Directions for this task »
Once you have counted the lines below that contain "Serialize", give that number and nothing else.

(Collected data)
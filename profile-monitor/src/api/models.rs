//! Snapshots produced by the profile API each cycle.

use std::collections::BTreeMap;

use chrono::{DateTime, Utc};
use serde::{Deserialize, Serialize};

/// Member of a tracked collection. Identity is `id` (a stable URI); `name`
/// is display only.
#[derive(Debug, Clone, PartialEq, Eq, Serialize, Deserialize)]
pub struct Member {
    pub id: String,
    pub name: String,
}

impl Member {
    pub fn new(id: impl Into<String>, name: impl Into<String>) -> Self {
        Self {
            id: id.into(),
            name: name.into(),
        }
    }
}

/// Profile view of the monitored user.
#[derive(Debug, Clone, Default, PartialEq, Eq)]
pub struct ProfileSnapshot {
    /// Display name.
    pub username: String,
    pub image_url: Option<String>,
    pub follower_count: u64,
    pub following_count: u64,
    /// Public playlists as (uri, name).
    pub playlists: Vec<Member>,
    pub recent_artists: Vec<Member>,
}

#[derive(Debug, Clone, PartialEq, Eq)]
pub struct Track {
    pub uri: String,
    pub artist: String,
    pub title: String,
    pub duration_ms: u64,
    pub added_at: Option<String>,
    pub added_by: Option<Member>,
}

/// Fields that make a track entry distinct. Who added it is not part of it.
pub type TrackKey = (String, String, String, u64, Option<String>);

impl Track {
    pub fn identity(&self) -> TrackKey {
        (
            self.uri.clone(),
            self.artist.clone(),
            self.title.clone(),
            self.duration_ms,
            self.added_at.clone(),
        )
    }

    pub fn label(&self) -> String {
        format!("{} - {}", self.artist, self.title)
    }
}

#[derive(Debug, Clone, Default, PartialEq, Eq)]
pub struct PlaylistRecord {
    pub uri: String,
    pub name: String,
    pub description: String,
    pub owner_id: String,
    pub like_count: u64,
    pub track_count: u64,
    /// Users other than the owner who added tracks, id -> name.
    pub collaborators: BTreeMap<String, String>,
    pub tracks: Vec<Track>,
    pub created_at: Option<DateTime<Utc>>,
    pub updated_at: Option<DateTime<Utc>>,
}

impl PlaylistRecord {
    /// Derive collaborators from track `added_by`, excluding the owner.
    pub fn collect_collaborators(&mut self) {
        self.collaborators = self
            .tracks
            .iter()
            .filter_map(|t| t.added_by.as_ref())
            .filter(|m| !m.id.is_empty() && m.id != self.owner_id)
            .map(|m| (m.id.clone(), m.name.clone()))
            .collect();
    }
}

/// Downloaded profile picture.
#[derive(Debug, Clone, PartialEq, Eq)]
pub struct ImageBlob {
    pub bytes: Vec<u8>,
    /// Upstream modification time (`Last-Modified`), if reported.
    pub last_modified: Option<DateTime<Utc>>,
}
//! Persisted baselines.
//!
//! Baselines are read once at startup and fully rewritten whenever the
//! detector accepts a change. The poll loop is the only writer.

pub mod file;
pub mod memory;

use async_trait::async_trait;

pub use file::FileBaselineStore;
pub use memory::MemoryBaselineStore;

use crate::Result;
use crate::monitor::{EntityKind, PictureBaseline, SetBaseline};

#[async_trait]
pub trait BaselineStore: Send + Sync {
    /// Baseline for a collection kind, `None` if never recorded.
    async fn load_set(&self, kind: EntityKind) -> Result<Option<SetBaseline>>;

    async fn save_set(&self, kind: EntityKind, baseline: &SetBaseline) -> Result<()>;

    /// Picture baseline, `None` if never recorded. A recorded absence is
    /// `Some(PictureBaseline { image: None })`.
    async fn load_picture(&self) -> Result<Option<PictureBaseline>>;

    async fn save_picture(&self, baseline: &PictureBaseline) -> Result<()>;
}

Response »
2